Second – we need tools that allow us to measure our state of health.

Third – we need tools to measure and help manage, our diet.

So – by extending the analogy to social media the holy grail for social media measurement is thus:

First – we need the research that demonstrates (in the generic) that high “social media activity” correlates to hard metrics such as profit, sales, customer retention etc.  Does this exist?  Not to my knowledge in any great extent but it can probably build on research that does exist such as the Net Promoter Score or research that has proven the link between recommendation and sales and research into the effects of advocacy.  Note, this is absolutely not the same as tools which claim to measure the efficacy, in the specific, of individual actions.

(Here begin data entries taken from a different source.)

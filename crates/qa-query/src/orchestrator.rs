//! Multi-stage retrieval across planned dimensions.

use std::sync::Arc;
use std::time::{Duration, Instant};

use futures::future::join_all;
use tracing::{debug, info, warn};

use qa_core::{
    Candidate, Dimension, DimensionFailure, DimensionPlan, Fragment, QaError, Result,
    SearchConfig, TimeRange, VectorStore,
};
use qa_index::LexicalIndex;
use qa_text::Tokenizer;

/// Message returned when the plan needs no retrieval.
pub const CONTEXT_SUFFICIENT: &str = "existing context is sufficient, no search needed";

/// Candidates gathered by the planned dimensions.
#[derive(Debug, Clone, Default)]
pub struct StageOutcome {
    /// Concatenated candidates in dimension priority order.
    pub candidates: Vec<Candidate>,

    /// Dimensions that ran, in priority order.
    pub searched: Vec<Dimension>,

    /// Dimensions that failed.
    pub failures: Vec<DimensionFailure>,

    /// Whether the default semantic search replaced the planned ones.
    pub fallback: bool,

    /// Explanation when retrieval was skipped.
    pub message: Option<String>,
}

/// Runs the dimensions of a plan and merges their candidates.
pub struct MultiStageSearch<S: ?Sized> {
    store: Arc<S>,
    tokenizer: Arc<Tokenizer>,
    dimension_timeout: Duration,
    max_keywords: usize,
}

impl<S> MultiStageSearch<S>
where
    S: VectorStore + ?Sized,
{
    /// Create an orchestrator.
    pub fn new(store: Arc<S>, tokenizer: Arc<Tokenizer>, dimension_timeout: Duration) -> Self {
        Self {
            store,
            tokenizer,
            dimension_timeout,
            max_keywords: SearchConfig::default().max_keywords,
        }
    }

    /// Number of query keywords used as BM25 terms.
    pub fn with_max_keywords(mut self, max_keywords: usize) -> Self {
        self.max_keywords = max_keywords;
        self
    }

    /// Run every dimension of `plan` concurrently, `per_dimension_k` hits each.
    ///
    /// A plan without dimensions skips retrieval. Failed dimensions are
    /// recorded and skipped; when all of them fail a single default semantic
    /// search runs, and only its failure is an error.
    pub async fn search(
        &self,
        query: &str,
        plan: &DimensionPlan,
        per_dimension_k: usize,
        index: &LexicalIndex,
    ) -> Result<StageOutcome> {
        let dimensions = plan.dimensions_by_priority();
        if dimensions.is_empty() {
            info!("Plan has no missing dimensions, skipping retrieval");
            return Ok(StageOutcome {
                message: Some(CONTEXT_SUFFICIENT.to_string()),
                ..StageOutcome::default()
            });
        }

        let start = Instant::now();
        let runs = dimensions.iter().map(|&dimension| async move {
            let result = self
                .run_with_timeout(dimension, query, per_dimension_k, index)
                .await;
            (dimension, result)
        });
        let results = join_all(runs).await;

        let mut outcome = StageOutcome::default();
        for (dimension, result) in results {
            match result {
                Ok(candidates) => {
                    debug!("{} search returned {} candidates", dimension, candidates.len());
                    outcome.searched.push(dimension);
                    outcome.candidates.extend(candidates);
                }
                Err(e) => {
                    warn!("{} search failed: {}", dimension, e);
                    outcome.failures.push(DimensionFailure {
                        dimension,
                        code: e.error_code().to_string(),
                        message: e.to_string(),
                    });
                }
            }
        }

        if outcome.searched.is_empty() {
            warn!("Every planned dimension failed, running default semantic search");
            let candidates = self
                .run_with_timeout(Dimension::Semantic, query, per_dimension_k, index)
                .await
                .map_err(|e| {
                    QaError::retrieval_failed(format!(
                        "all dimensions failed and default semantic search failed: {}",
                        e
                    ))
                })?;
            outcome.searched.push(Dimension::Semantic);
            outcome.candidates = candidates;
            outcome.fallback = true;
        }

        info!(
            "Multi-stage search over {:?} gathered {} candidates in {}ms",
            outcome.searched,
            outcome.candidates.len(),
            start.elapsed().as_millis()
        );

        Ok(outcome)
    }

    async fn run_with_timeout(
        &self,
        dimension: Dimension,
        query: &str,
        k: usize,
        index: &LexicalIndex,
    ) -> Result<Vec<Candidate>> {
        let millis = self.dimension_timeout.as_millis() as u64;
        tokio::time::timeout(self.dimension_timeout, self.run(dimension, query, k, index))
            .await
            .map_err(|_| QaError::timeout(format!("{} search", dimension), millis))?
    }

    /// Run one retrieval path.
    pub async fn run(
        &self,
        dimension: Dimension,
        query: &str,
        k: usize,
        index: &LexicalIndex,
    ) -> Result<Vec<Candidate>> {
        match dimension {
            Dimension::Semantic => self.semantic(query, k).await,
            Dimension::Lexical => Ok(self.lexical(query, k, index)),
            Dimension::Temporal => Ok(temporal(query, k, index)),
        }
    }

    /// Vector-store nearest neighbours.
    pub async fn semantic(&self, query: &str, k: usize) -> Result<Vec<Candidate>> {
        let hits = self.store.query(query, k).await?;
        Ok(hits
            .into_iter()
            .filter_map(|hit| match Fragment::from_record(&hit.record) {
                Ok(fragment) => Some(Candidate::semantic(Arc::new(fragment), hit.rank)),
                Err(e) => {
                    debug!("Dropping vector hit: {}", e);
                    None
                }
            })
            .collect())
    }

    /// BM25 search over the whole corpus, scored on the query's top keywords.
    pub fn lexical(&self, query: &str, k: usize, index: &LexicalIndex) -> Vec<Candidate> {
        let terms = self.tokenizer.query_terms(query, self.max_keywords);
        index
            .search(&terms, k)
            .into_iter()
            .enumerate()
            .map(|(rank, (fragment, score))| Candidate::lexical(fragment, rank, score))
            .collect()
    }
}

/// Dialogue fragments inside the time range named by the query.
pub fn temporal(query: &str, k: usize, index: &LexicalIndex) -> Vec<Candidate> {
    let range = TimeRange::from_query(query);
    debug!("Temporal range {}..{}", range.start, range.end);
    index
        .in_time_range(range, k)
        .into_iter()
        .enumerate()
        .map(|(rank, fragment)| Candidate::temporal(fragment, rank))
        .collect()
}
//! OS-level interactions: environment snapshots and operating system detection.

pub mod env;

/// Name of the running operating system, spelled the way
/// [`Variant::from_os_name`](crate::dirs::Variant::from_os_name) expects it.
///
/// Systems without a known spelling are returned as [`std::env::consts::OS`] reports them.
pub fn name() -> &'static str {
    match std::env::consts::OS {
        "linux" => "Linux",
        "freebsd" => "FreeBSD",
        "solaris" | "illumos" => "SunOS",
        // Rust no longer targets anything older than Vista.
        "windows" => "Windows 10",
        "macos" => "Mac OS X",
        other => other,
    }
}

Second – we need tools to measure the equivalent of social media health.  Do these exist already?  I am not sure I have really seen them presented in a coherent form.  Most of the stuff that is out here seems to be an extension of old fahioned web1.0 metrics.  It may well be that a version of the Net Promoter Score, but specific to social media forms of activity, is what we need.

Third – we need tools that help us monitor and manage our social media inputs.  Our carrot score if you like.  More thinking required here!

This is just a directional thought at this point.  More research required – but I get the impression that most of the work to date around measurement doesn’t really fit comfortably against any of the above.  Or at the very least usage of this framework allows us to see where the gaps are and gives some clues as to what tools are required.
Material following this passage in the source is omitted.